## Exercise directions
Your task is to gather the lines below that hold the string "sqrt".

....................

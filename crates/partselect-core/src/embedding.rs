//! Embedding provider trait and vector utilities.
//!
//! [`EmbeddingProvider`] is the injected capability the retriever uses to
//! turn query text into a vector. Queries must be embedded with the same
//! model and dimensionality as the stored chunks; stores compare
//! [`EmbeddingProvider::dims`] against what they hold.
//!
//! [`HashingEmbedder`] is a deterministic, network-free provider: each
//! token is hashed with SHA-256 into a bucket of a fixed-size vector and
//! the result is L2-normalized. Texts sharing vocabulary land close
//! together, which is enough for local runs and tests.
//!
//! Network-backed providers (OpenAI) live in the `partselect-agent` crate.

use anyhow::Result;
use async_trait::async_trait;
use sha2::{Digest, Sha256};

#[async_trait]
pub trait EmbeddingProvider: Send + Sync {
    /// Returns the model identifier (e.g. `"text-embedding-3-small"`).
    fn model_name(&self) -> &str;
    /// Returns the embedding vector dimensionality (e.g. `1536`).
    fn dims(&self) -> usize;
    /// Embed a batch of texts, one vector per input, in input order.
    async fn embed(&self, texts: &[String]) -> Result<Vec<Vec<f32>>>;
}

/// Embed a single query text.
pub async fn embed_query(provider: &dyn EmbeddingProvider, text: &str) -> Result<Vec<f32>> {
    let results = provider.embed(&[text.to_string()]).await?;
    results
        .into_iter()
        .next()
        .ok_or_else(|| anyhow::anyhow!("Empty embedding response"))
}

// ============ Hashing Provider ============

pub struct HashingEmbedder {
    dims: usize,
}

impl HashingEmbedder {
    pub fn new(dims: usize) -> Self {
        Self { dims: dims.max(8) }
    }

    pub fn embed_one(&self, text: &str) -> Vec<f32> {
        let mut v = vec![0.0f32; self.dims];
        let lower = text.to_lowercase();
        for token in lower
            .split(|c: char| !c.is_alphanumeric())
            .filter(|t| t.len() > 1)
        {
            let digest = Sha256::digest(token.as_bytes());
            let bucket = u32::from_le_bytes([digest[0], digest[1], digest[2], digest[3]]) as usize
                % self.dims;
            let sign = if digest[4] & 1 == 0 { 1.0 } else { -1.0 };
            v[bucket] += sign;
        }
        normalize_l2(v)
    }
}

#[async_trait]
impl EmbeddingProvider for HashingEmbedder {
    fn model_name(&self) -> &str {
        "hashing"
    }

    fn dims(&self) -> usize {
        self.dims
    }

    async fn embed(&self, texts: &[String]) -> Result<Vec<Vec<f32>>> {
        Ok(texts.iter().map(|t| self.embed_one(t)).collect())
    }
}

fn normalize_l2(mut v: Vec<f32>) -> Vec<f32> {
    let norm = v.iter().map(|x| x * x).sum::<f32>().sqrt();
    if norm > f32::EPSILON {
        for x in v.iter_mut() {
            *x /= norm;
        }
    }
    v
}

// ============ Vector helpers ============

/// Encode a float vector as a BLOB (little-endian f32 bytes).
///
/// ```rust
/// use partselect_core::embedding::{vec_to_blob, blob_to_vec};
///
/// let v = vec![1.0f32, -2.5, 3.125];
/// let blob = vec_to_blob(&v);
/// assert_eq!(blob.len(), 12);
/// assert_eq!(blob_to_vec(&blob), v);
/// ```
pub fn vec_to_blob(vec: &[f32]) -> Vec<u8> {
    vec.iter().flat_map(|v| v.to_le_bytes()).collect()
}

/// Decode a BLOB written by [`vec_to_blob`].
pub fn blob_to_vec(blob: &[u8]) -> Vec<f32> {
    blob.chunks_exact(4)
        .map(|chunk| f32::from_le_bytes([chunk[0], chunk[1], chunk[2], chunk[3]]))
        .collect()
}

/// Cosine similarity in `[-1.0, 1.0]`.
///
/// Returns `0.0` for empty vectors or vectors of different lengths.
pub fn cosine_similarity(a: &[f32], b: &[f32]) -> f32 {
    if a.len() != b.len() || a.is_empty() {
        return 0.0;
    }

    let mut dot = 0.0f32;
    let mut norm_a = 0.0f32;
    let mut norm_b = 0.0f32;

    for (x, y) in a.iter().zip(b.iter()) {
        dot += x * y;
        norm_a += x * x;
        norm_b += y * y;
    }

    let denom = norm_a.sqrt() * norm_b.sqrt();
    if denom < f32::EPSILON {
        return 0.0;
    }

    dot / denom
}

....................

## Exercise solution
    let norm = v.iter().map(|x| x * x).sum::<f32>().sqrt();
    let denom = norm_a.sqrt() * norm_b.sqrt();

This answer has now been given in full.